Submitted to: Journal of Insect Physiology
Publication Type: Peer Reviewed Journal
Publication Acceptance Date: 9/17/2001
Publication Date: N/A
Citation: N/A Interpretive Summary: Whiteflies attack more than 500 species of food, fiber and ornamental plants causing crop losses that total hundreds of millions of dollars. Concern about the development of pesticide resistance in whiteflies as well as the need to reduce pesticide usage because of environmental considerations has resulted in increased emphasis on the use of cost-effective biological control strategies in IPM programs. These includ the enhanced use of natural enemies such as parasitic wasps and the development of environmentally safe biopesticides that interfere with whitefly growth and function. However, although there is a growing body of literature concerning the biology of whiteflies and the physiology of feeding, little information is available concerning the regulation of development, information that is essential to the enhancement of existing, as well as the development of new biological control technology. In this work, we present a precise staging system for identifying physiologically synchronous whiteflies, describe the internal and external structural changes that accompany the molt from the nymph to the adult and determine the changes in molting hormone titer that occur during maturation. Now available, is a useful system of markers for tracking whitefly development and marking important physiological events in the whitefly life cycle. Results clarify the mechanism by which molting and metamorphosis are controlled. Information generated should be useful to other scientists whose focus is the discovery of new biopesticides and the mode of action of these control agents as well as the artificial production of large numbers of natural enemies to control whitefly damage.
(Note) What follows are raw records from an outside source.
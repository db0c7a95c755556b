// SPDX-License-Identifier: BUSL-1.1
// Copyright (c) 2026 Huddle contributors

use std::fmt;

/// WebSocket close code the backend emits for a transient server-side
/// fault. Triggers an immediate retry instead of the accumulated backoff.
pub const CLOSE_INTERNAL_ERROR: u16 = 1011;

/// Fault taxonomy for the synchronization core.
///
/// Only `RetriesExhausted` is terminal for a connection; everything else is
/// absorbed inside the transport and store.
#[derive(Debug, Clone, Copy, PartialEq, Eq)]
pub enum Fault {
    /// Socket error or abnormal close; recovered via backoff.
    Transient,
    /// Server signaled an internal error on close; fast-path retry.
    ServerInternal,
    /// Reconnect attempts exhausted; surfaced to the caller.
    RetriesExhausted,
    /// Inbound frame failed to parse; dropped, connection unaffected.
    MalformedFrame,
    /// Action issued with no live connection; queued, never an error.
    NotConnected,
    /// Backend says the user already exists; treated as success.
    RegistrationConflict,
}

impl Fault {
    pub fn as_str(&self) -> &'static str {
        match self {
            Self::Transient => "transient",
            Self::ServerInternal => "server_internal",
            Self::RetriesExhausted => "retries_exhausted",
            Self::MalformedFrame => "malformed_frame",
            Self::NotConnected => "not_connected",
            Self::RegistrationConflict => "registration_conflict",
        }
    }
}

/// Classify a close code: 1011 means the fault was on the server side and a
/// prompt retry is likely to succeed.
pub fn classify_close(code: u16) -> Fault {
    if code == CLOSE_INTERNAL_ERROR {
        Fault::ServerInternal
    } else {
        Fault::Transient
    }
}

impl fmt::Display for Fault {
    fn fmt(&self, f: &mut fmt::Formatter<'_>) -> fmt::Result {
        f.write_str(self.as_str())
    }
}

impl std::error::Error for Fault {}

#[cfg(test)]
#[path = "error_tests.rs"]
mod tests;
// SPDX-License-Identifier: BUSL-1.1
// Copyright (c) 2026 Huddle contributors

//! Endpoint and reconnection configuration for the synchronization core.

use std::time::Duration;

/// Default REST API base URL.
pub const DEFAULT_API_URL: &str = "https://play.huddle.gg/api/v1";

/// Default room WebSocket base URL.
pub const DEFAULT_WS_URL: &str = "wss://play.huddle.gg/ws";

/// Maximum consecutive reconnect attempts before giving up.
pub const DEFAULT_MAX_RECONNECTS: u32 = 5;

/// Base reconnect delay, doubled on each consecutive failure.
pub const DEFAULT_RECONNECT_BASE: Duration = Duration::from_secs(1);

#[derive(Debug, Clone)]
pub struct Config {
    /// REST API base URL (no trailing slash), e.g. `https://host/api/v1`.
    pub api_url: String,
    /// WebSocket base URL (no trailing slash), e.g. `wss://host/ws`.
    pub ws_url: String,
    pub max_reconnects: u32,
    pub reconnect_base: Duration,
}

impl Default for Config {
    fn default() -> Self {
        Self {
            api_url: DEFAULT_API_URL.to_owned(),
            ws_url: DEFAULT_WS_URL.to_owned(),
            max_reconnects: DEFAULT_MAX_RECONNECTS,
            reconnect_base: DEFAULT_RECONNECT_BASE,
        }
    }
}

impl Config {
    /// Defaults overridden by `HUDDLE_API_URL` / `HUDDLE_WS_URL`.
    pub fn from_env() -> Self {
        let mut config = Self::default();
        if let Ok(url) = std::env::var("HUDDLE_API_URL") {
            if !url.is_empty() {
                config.api_url = url.trim_end_matches('/').to_owned();
            }
        }
        if let Ok(url) = std::env::var("HUDDLE_WS_URL") {
            if !url.is_empty() {
                config.ws_url = url.trim_end_matches('/').to_owned();
            }
        }
        config
    }
}

#[cfg(test)]
#[path = "config_tests.rs"]
mod tests;
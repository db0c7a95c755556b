// SPDX-License-Identifier: BUSL-1.1
// Copyright (c) 2026 Huddle contributors

//! Action/event codec for the room WebSocket protocol.
//!
//! Frames are internally-tagged JSON (`{"type": "chat_action", ...}`). Two
//! top-level enums cover the client-to-server (actions) and server-to-client
//! (broadcasts) directions. Broadcasts are full snapshots with upsert
//! semantics, never deltas.
//!
//! The codec validates structure only; business invariants (sorting,
//! purging, upserts) belong to [`crate::store`].

use chrono::{DateTime, Utc};
use serde::{Deserialize, Serialize};

// ---------------------------------------------------------------------------
// Client -> Server
// ---------------------------------------------------------------------------

/// Client-originated intent sent over the room connection.
///
/// Carries only caller-supplied data: room id, author, and timestamps are
/// implicit in the connection context or assigned by the backend.
#[derive(Debug, Clone, PartialEq, Serialize, Deserialize)]
#[serde(tag = "type", rename_all = "snake_case")]
pub enum Action {
    ChatAction {
        message: String,
    },
    ProposalAction {
        proposal: String,
    },
    VoteAction {
        proposal_id: String,
    },
    UnvoteAction {
        proposal_id: String,
    },
    LeaderboardAction {
        entry: f64,
    },
    /// Opaque multiplayer payload relayed to every participant's game
    /// surface.
    RoundAction {
        round: serde_json::Value,
    },
}

impl Action {
    pub fn kind(&self) -> &'static str {
        match self {
            Self::ChatAction { .. } => "chat_action",
            Self::ProposalAction { .. } => "proposal_action",
            Self::VoteAction { .. } => "vote_action",
            Self::UnvoteAction { .. } => "unvote_action",
            Self::LeaderboardAction { .. } => "leaderboard_action",
            Self::RoundAction { .. } => "round_action",
        }
    }
}

// ---------------------------------------------------------------------------
// Server -> Client
// ---------------------------------------------------------------------------

/// Server-pushed event describing a state change.
///
/// Unknown tags deserialize to [`Broadcast::Unknown`] so a newer backend
/// does not break older clients; the transport drops them with a debug log.
#[derive(Debug, Clone, PartialEq, Serialize, Deserialize)]
#[serde(tag = "type", rename_all = "snake_case")]
pub enum Broadcast {
    ChatBroadcast {
        message: String,
        created: DateTime<Utc>,
        username: String,
        #[serde(default)]
        first_name: String,
    },
    /// Full current snapshot of a single proposal (upsert by id).
    ProposalBroadcast {
        id: String,
        round: String,
        proposal: String,
        vote_count: i64,
        #[serde(default)]
        user_vote_id: Option<String>,
        created: DateTime<Utc>,
        username: String,
        #[serde(default)]
        first_name: String,
    },
    /// A new round superseding the current one.
    RoundBroadcast {
        id: String,
        counter: u32,
        duration: String,
        #[serde(default)]
        game: Option<String>,
        created: DateTime<Utc>,
    },
    /// Single leaderboard entry (upsert by user within the round).
    LeaderboardBroadcast {
        id: String,
        username: String,
        #[serde(default)]
        first_name: String,
        score: f64,
        #[serde(default)]
        tries: u32,
        created: DateTime<Utc>,
    },
    /// Opaque payload forwarded to the game surface, not interpreted here.
    MultiplayerBroadcast {
        payload: serde_json::Value,
    },
    #[serde(other)]
    Unknown,
}

impl Broadcast {
    pub fn kind(&self) -> &'static str {
        match self {
            Self::ChatBroadcast { .. } => "chat_broadcast",
            Self::ProposalBroadcast { .. } => "proposal_broadcast",
            Self::RoundBroadcast { .. } => "round_broadcast",
            Self::LeaderboardBroadcast { .. } => "leaderboard_broadcast",
            Self::MultiplayerBroadcast { .. } => "multiplayer_broadcast",
            Self::Unknown => "unknown",
        }
    }
}

#[cfg(test)]
#[path = "wire_tests.rs"]
mod tests;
Technical Abstract: A system of markers has been devised to track the development of 3rd and 4th instar/pharate adult greenhouse whiteflies (GHWFs). Based on measurements of body width and body length. The product of the two measurements was useful in distinguishing between instars. Body depth was used to divide the 3rd instar into eight stages. Body depth and color, appearance of the developing adult eye were used to divide the 4th instar/pharate adult into 9 stages. When expressed as fg/whitefly, ecdysteroid titers peaked in Stage-4 3rd instars (approx. 550 fg) and Stage 4/5 4th instars (approx. 300 fg). When expressed as fmg/microgram protein, ecdysteroid levels of 3rd instars were highest in Stages 1 and 2, decreased during Stages 3 and 4 and dropped to lower levels in Stages 5 and 6. Hormone levels of 4th instars/pharate adults were similar during Stages 1 - 5 and decreased during pharate adult development. Based on an external examination of developing 4th instars and the fluctuations in ecdysteroid titer, it appears that the initiation of the molt to the pharate adult probably occurs in Stage-4 or -5 4th instars. Results from histological studies support this view. In Stage-4 nymphs, subtle changes observed in the eye's corneagenous cells indicated that adult eye development had been initiated. In a few Stage-4 and all Stage-5 nymphs, the early stages of wing development were evident. In stage-6 whiteflies, the wing buds were deeply folded and by stage-7, spines were observed on the new cuticle, indicating that the adult cuticle was well-formed by this stage. Our study is the first to investigate the timing and regulation of the molt, ecdysteroid titers and the internal anatomical changes associated with metamorphosis in these insects.